WORK INSTRUCTIONS: Give back an exact copy of the lines in the records below, from the line that has "(_state, effects) = update(state, Msg::WindowCloseRequested);" through the line that has "assert!(state.shutdown_intent().is_set());", and nothing besides.

[Dataset entries]
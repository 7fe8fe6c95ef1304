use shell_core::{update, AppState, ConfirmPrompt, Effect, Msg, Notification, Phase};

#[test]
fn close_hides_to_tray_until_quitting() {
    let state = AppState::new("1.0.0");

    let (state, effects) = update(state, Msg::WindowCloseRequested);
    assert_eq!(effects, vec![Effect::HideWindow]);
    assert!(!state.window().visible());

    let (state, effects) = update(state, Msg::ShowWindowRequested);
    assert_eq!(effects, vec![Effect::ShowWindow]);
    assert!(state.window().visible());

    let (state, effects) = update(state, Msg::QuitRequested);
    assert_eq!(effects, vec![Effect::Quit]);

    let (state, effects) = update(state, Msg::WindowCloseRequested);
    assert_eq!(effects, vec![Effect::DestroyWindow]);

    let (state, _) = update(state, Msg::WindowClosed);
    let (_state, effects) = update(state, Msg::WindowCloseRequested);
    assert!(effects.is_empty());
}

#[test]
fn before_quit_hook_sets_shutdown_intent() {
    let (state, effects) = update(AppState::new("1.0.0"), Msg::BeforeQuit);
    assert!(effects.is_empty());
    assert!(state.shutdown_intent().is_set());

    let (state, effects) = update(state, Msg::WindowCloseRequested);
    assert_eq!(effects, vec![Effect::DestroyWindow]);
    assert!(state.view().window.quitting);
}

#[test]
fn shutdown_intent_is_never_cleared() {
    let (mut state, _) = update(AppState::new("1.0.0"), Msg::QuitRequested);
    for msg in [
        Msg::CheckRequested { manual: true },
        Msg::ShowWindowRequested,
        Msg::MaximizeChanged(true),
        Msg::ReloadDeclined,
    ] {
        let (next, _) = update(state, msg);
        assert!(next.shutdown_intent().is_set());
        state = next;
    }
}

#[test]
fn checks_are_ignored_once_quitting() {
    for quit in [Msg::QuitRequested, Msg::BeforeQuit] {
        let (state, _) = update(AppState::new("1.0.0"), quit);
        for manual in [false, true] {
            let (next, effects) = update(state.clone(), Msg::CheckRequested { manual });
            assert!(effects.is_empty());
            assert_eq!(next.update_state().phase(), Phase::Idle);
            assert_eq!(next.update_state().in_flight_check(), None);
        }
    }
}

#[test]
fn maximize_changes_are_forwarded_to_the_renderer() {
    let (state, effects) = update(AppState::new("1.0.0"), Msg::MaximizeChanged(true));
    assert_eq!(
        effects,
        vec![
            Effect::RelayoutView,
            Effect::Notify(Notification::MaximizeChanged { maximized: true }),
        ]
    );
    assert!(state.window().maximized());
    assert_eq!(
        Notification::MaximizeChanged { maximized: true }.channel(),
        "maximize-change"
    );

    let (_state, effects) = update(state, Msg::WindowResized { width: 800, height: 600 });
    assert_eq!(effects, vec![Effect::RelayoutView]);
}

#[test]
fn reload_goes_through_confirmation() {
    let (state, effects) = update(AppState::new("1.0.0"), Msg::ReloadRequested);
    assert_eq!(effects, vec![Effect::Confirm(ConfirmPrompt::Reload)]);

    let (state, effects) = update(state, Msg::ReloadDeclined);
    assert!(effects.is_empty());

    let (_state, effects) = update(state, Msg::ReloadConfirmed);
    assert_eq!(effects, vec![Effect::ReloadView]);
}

COMPLETED TASK:
    let (_state, effects) = update(state, Msg::WindowCloseRequested);
    assert!(effects.is_empty());
}

#[test]
fn before_quit_hook_sets_shutdown_intent() {
    let (state, effects) = update(AppState::new("1.0.0"), Msg::BeforeQuit);
    assert!(effects.is_empty());
    assert!(state.shutdown_intent().is_set());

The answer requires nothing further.